2. It’s the “intrinsic-ness” of these problems to human existence in particular and to life and living in general that have allowed (enticed?) modern biologies to speak to them. That is, biologies, which seek to discover patterns in nature and to characterize living creatures, has had and continues to have something to say about “what is ‘enough’ for living beings and when and why do they go beyond ‘enough’”, “why we fight”, and “how are living beings both connected and separate”. (These same questions are posed and given multiple answers by religions, philosophies, anthropologies, sociologies, psychologies, and economics’, which is important to remember and will be revisited.)

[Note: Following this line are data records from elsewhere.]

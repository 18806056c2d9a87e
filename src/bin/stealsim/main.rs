use structopt::StructOpt;

use stealsim::utils;
use stealsim::utils::prelude::*;

mod cli;
mod commands;

fn main() -> Result<()> {
    // panic setup should be done early
    utils::panic::setup();

    let cli = cli::Cli::from_args();

    // initialize Configuration
    utils::app_config::init(cli.config_file(), cli.preset())?;

    // logging reads its outputs from the configuration
    let _guard = utils::logging::setup(&config(), cli.produces_output())?;

    trace!("Start cli execution");

    cli.execute()
}
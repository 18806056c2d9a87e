//! Repeated trials per policy and the aggregate report.

use std::collections::BTreeMap;

use serde::Serialize;

use crate::config::ExperimentConfig;
use crate::draws::DrawSource;
use crate::outcome::TrialOutcome;
use crate::policy::Policy;
use crate::simulator::{Simulation, TrialRun};
use crate::stats::{self, WinnerTable};
use crate::utils::logging::prelude::*;
use crate::workload::Workload;

/// Seed spacing between policies
const POLICY_SEED_STRIDE: i64 = 100_000;

/// Seed of trial `trial` under `policy`, distinct across policies and trials
pub fn trial_seed(base: i64, policy: Policy, trial: usize) -> i64 {
    base.wrapping_add(POLICY_SEED_STRIDE.wrapping_mul(policy.index()))
        .wrapping_add(trial as i64)
}

/// Run a single trial from scratch with its own draw source
pub fn run_trial(policy: Policy, cfg: &ExperimentConfig, seed: i64) -> (TrialRun, TrialOutcome) {
    let _g = debug_span!("trial", %policy, seed).entered();

    let mut draws = DrawSource::new(seed);
    // fitness draws come before any scheduling draw
    let workload = Workload::generate(cfg.items, &cfg.fitness, &mut draws);
    let run = Simulation::new(&workload, policy, cfg.workers, cfg.budget(), &mut draws).run();
    let outcome = TrialOutcome::extract(&run, cfg.epsilon);
    debug!(?outcome.winner, outcome.evaluated, outcome.acceptable_count, "trial outcome");

    (run, outcome)
}

/// Report entry of one policy
#[derive(Debug, Clone, PartialEq, Serialize)]
pub struct PolicySummary {
    pub avg_acceptable_count: f64,
    pub avg_coverage_skew: f64,
    pub avg_evaluated: f64,
    pub trials: usize,
    pub winner_entropy_bits: f64,
    /// Gini over all `H` items of the pool, items that never won count as
    /// zero. A single item winning every trial gives `1 - 1/H`; a few
    /// equal winners in a large pool still score close to 1.
    pub winner_gini: f64,
    pub winner_support: usize,
}

/// Accumulates outcomes of one policy's trial batch
#[derive(Debug, Clone)]
pub struct PolicyAggregate {
    winners: WinnerTable,
    acceptable: Vec<f64>,
    evaluated: Vec<f64>,
    skew: Vec<f64>,
}

impl PolicyAggregate {
    pub fn new(pool: usize) -> Self {
        Self {
            winners: WinnerTable::new(pool),
            acceptable: Vec::new(),
            evaluated: Vec::new(),
            skew: Vec::new(),
        }
    }

    pub fn add(&mut self, outcome: &TrialOutcome) {
        if let Some(winner) = outcome.winner {
            self.winners.record(winner);
        }
        self.acceptable.push(outcome.acceptable_count as f64);
        self.evaluated.push(outcome.evaluated as f64);
        self.skew.push(outcome.coverage_skew);
    }

    pub fn winners(&self) -> &WinnerTable {
        &self.winners
    }

    pub fn summary(&self) -> PolicySummary {
        PolicySummary {
            avg_acceptable_count: stats::mean(&self.acceptable),
            avg_coverage_skew: stats::mean(&self.skew),
            avg_evaluated: stats::mean(&self.evaluated),
            trials: self.evaluated.len(),
            winner_entropy_bits: self.winners.entropy_bits(),
            winner_gini: self.winners.gini(),
            winner_support: self.winners.support(),
        }
    }
}

/// Run the configured number of trials under one policy
pub fn run_policy(policy: Policy, cfg: &ExperimentConfig) -> PolicyAggregate {
    let _g = info_span!("policy", %policy).entered();

    let mut aggregate = PolicyAggregate::new(cfg.items);
    for trial in 0..cfg.trials {
        let (_, outcome) = run_trial(policy, cfg, trial_seed(cfg.seed, policy, trial));
        aggregate.add(&outcome);
    }
    aggregate
}

/// The full comparison, as emitted by `run`
#[derive(Debug, Clone, PartialEq, Serialize)]
pub struct Report {
    pub config: ExperimentConfig,
    pub results: BTreeMap<Policy, PolicySummary>,
}

/// Compare every policy under the same configuration
pub fn run(cfg: &ExperimentConfig) -> Report {
    let _g = info_span!("experiment").entered();

    let results = Policy::ALL
        .iter()
        .map(|&policy| {
            let summary = run_policy(policy, cfg).summary();
            info!(
                %policy,
                support = summary.winner_support,
                entropy = summary.winner_entropy_bits,
                gini = summary.winner_gini,
                avg_evaluated = summary.avg_evaluated,
                "policy done"
            );
            (policy, summary)
        })
        .collect();

    Report {
        config: cfg.clone(),
        results,
    }
}
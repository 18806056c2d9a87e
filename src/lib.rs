//! Discrete-event comparison of task scheduling policies.
//!
//! A pool of items with fixed fitness is consumed by simulated workers
//! under a time budget, using a shared FIFO queue, local queues, or local
//! queues with work-stealing. Repeated trials per policy show which policy
//! most often reaches a near-optimal item first and how evenly the load
//! spreads across workers.

pub mod config;
pub mod draws;
pub mod experiment;
pub mod outcome;
pub mod output;
pub mod policy;
pub mod queues;
pub mod simulator;
pub mod stats;
pub mod types;
pub mod utils;
pub mod workload;

use std::path::Path;

use serde::Serialize;

use crate::config::AppConfigExt;
use crate::experiment::Report;
use crate::outcome::TrialOutcome;
use crate::policy::Policy;
use crate::simulator::TrialRun;
use crate::utils::prelude::*;

/// Run every policy with the globally configured experiment
pub fn run_experiment() -> Result<Report> {
    let cfg = config().experiment()?;
    info!(
        trials = cfg.trials,
        items = cfg.items,
        workers = cfg.workers,
        budget = cfg.budget,
        "starting experiment"
    );
    Ok(experiment::run(&cfg))
}

/// A single trial, as reported by the `trial` command
#[derive(Debug, Clone, Serialize)]
pub struct TrialReport {
    pub policy: Policy,
    pub index: usize,
    pub seed: i64,
    pub outcome: TrialOutcome,
    #[serde(flatten)]
    pub run: TrialRun,
}

/// Replay trial `index` of `policy` exactly as `run_experiment` would run it
pub fn run_single_trial(policy: &str, index: usize) -> Result<TrialReport> {
    let policy = Policy::from_name(policy)?;
    let cfg = config().experiment()?;
    let seed = experiment::trial_seed(cfg.seed, policy, index);
    let (run, outcome) = experiment::run_trial(policy, &cfg, seed);
    Ok(TrialReport {
        policy,
        index,
        seed,
        outcome,
        run,
    })
}

/// Write the run of `report` as a chrome trace into the configured trace directory
pub fn write_trial_trace(report: &TrialReport) -> Result<std::path::PathBuf> {
    let output = config().output()?;
    let path = output.trace_file(format!("{}-{}.json", report.policy, report.index))?;
    let metadata = serde_json::json!({
        "policy": report.policy,
        "index": report.index,
        "seed": report.seed,
        "outcome": report.outcome,
    });
    output::write_chrome_trace(&path, &report.run, &metadata)?;
    Ok(path)
}

/// Emit `report` to `path`, the configured report file, or stdout
pub fn emit_report(report: &Report, path: Option<&Path>) -> Result<()> {
    let configured = config().output()?.report;
    output::emit_json(path.or_else(|| configured.as_deref()), report)
}
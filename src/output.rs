use std::fs::File;
use std::io::{self, BufWriter, Write};
use std::path::Path;

use anyhow::Context;
use itertools::Itertools;
use serde::Serialize;
use serde_json::json;

use crate::simulator::TrialRun;
use crate::utils::prelude::*;

/// Write `value` as 2-space indented JSON followed by a newline
pub fn write_json(mut writer: impl io::Write, value: &impl Serialize) -> Result<()> {
    serde_json::to_writer_pretty(&mut writer, value)?;
    writer.write_all(b"\n")?;
    writer.flush()?;
    Ok(())
}

/// Write `value` to `path`, or to stdout when there is no path
pub fn emit_json(path: Option<&Path>, value: &impl Serialize) -> Result<()> {
    match path {
        Some(path) => {
            let file = File::create(path).with_context(|| format!("creating {}", path.display()))?;
            info!(path = %path.display(), "writing report");
            write_json(BufWriter::new(file), value)
        }
        None => {
            let stdout = io::stdout();
            let lock = stdout.lock();
            write_json(lock, value)
        }
    }
}

fn event_line(writer: impl io::Write, val: serde_json::Value) -> Result<()> {
    event_line_with_ending(writer, val, true)
}

fn event_line_with_ending(mut writer: impl io::Write, val: serde_json::Value, ending: bool) -> Result<()> {
    serde_json::to_writer(&mut writer, &val)?;
    if ending {
        writer.write_all(b",\n")?;
    }
    Ok(())
}

/// Render a trial as a chrome://tracing document, one thread per worker.
///
/// `metadata` is stored next to the events under `"trial"`.
pub fn render_chrome_trace(writer: impl io::Write, run: &TrialRun, metadata: &impl Serialize) -> Result<()> {
    let mut file = writer;
    file.write_all(b"{\"traceEvents\":[\n")?;

    let mut evaluated = 0;
    for evaluation in run.trace.iter() {
        event_line(
            &mut file,
            json!({
                "name": format!("Item {}", evaluation.item),
                "ph": "X",
                "cat": "eval",
                "ts": evaluation.started,
                "dur": evaluation.finished.0 - evaluation.started.0,
                "pid": 0,
                "tid": evaluation.worker,
                "args": {
                    "item": evaluation.item,
                    "fitness": evaluation.fitness,
                }
            }),
        )?;
        evaluated += 1;
        event_line(
            &mut file,
            json!({
                "name": "Evaluated",
                "ph": "C",
                "cat": "progress",
                "ts": evaluation.finished,
                "pid": 0,
                "args": {
                    "evaluated": evaluated,
                }
            }),
        )?;
    }

    for (worker, count) in run.per_worker.iter().enumerate() {
        event_line(
            &mut file,
            json!({
                "name": "thread_name",
                "ph": "M",
                "pid": 0,
                "tid": worker,
                "args": {
                    "name": format!("Worker {} ({} evals)", worker, count)
                }
            }),
        )?;
    }
    event_line_with_ending(
        &mut file,
        json!({
            "name": "process_name",
            "ph": "M",
            "pid": 0,
            "args": {
                "name": format!("Workers [{}]", run.per_worker.iter().join(", "))
            }
        }),
        false,
    )?;
    file.write_all(b"\n],\"trial\":")?;
    serde_json::to_writer(&mut file, metadata)?;
    file.write_all(b"\n}")?;
    file.flush()?;
    Ok(())
}

pub fn write_chrome_trace(path: &Path, run: &TrialRun, metadata: &impl Serialize) -> Result<()> {
    let file = File::create(path).with_context(|| format!("creating {}", path.display()))?;
    info!(path = %path.display(), "writing chrome trace");
    render_chrome_trace(BufWriter::new(file), run, metadata)
}
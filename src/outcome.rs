use itertools::Itertools;
use serde::Serialize;

use crate::simulator::TrialRun;
use crate::stats;
use crate::types::{Evaluation, ItemId};

/// Read-only summary of one trial
#[derive(Debug, Clone, PartialEq, Serialize)]
pub struct TrialOutcome {
    /// First completed item within tolerance of the trial's best fitness
    pub winner: Option<ItemId>,
    /// Distinct items within tolerance of the best fitness
    pub acceptable_count: usize,
    pub evaluated: usize,
    pub coverage_skew: f64,
}

impl TrialOutcome {
    pub fn empty() -> Self {
        Self {
            winner: None,
            acceptable_count: 0,
            evaluated: 0,
            coverage_skew: 0.0,
        }
    }

    /// Derive the outcome from a finished trial.
    ///
    /// The best fitness is taken over the whole trace first, the winner is
    /// then the earliest completion that is acceptable against it.
    pub fn extract(run: &TrialRun, epsilon: f64) -> Self {
        let trace = &run.trace;
        let best = match best_fitness(trace) {
            Some(best) => best,
            None => return Self::empty(),
        };
        let acceptable = |e: &&Evaluation| best - e.fitness <= epsilon;

        Self {
            winner: trace.iter().find(acceptable).map(|e| e.item),
            acceptable_count: trace
                .iter()
                .filter(acceptable)
                .map(|e| e.item)
                .unique()
                .count(),
            evaluated: trace.len(),
            coverage_skew: stats::coverage_skew(&run.per_worker),
        }
    }
}

fn best_fitness(trace: &[Evaluation]) -> Option<f64> {
    trace.iter().map(|e| e.fitness).fold(None, |best, f| match best {
        Some(b) if b >= f => Some(b),
        _ => Some(f),
    })
}
pub mod token;
pub mod token_cache;
pub mod token_context;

3. I want to look to the natural world to find inklings of answers to these questions, but I don’t know why, and I’m not sure how.

4. I’m going fairly blindly on intuition, desire, inkling, hope, and faith that the living world is not as need- and greed-filled, unnecessarily violent, and hopelessly armored in impenetrable boundaries (through which communication is impossible) as it are often characterized. I have a guess – a well-informed and educated guess based on observation and experience, but a guess none the less – that much of what dominant, mainstream and modern biologies have had to say about this topic are influenced by patriarchal, eurocentric, and positivist biases. I don’t know what I’ll find.

1 Comment

  1. mydigest said,

    December 26, 2006 at 7:44 pm

    The driving force for more, when the individual apparently has sufficient, is the same force that in other areas brings expansion of knowledge, and application of knowledge into technologies. It is what has brought us residents of industrial civilisation out of short, nasty, brutish lives. It has the disadvantages you note so eloquently. I suggest that it ought to be tolerated in others, and positively directed in oneself.

    It does keep the economy going, of course. And those who say that there are limits to growth are actually manifesting the limits to their imagination. Part of the drive, or force, is the dis-satisfaction with the latest product, however good, and the desire for fine-tuning it. The result of this tinkering is the doing of far more with much less, a feature you would expect greens to praise; instead they tout the wonders of taking the bus and acoustic guitar.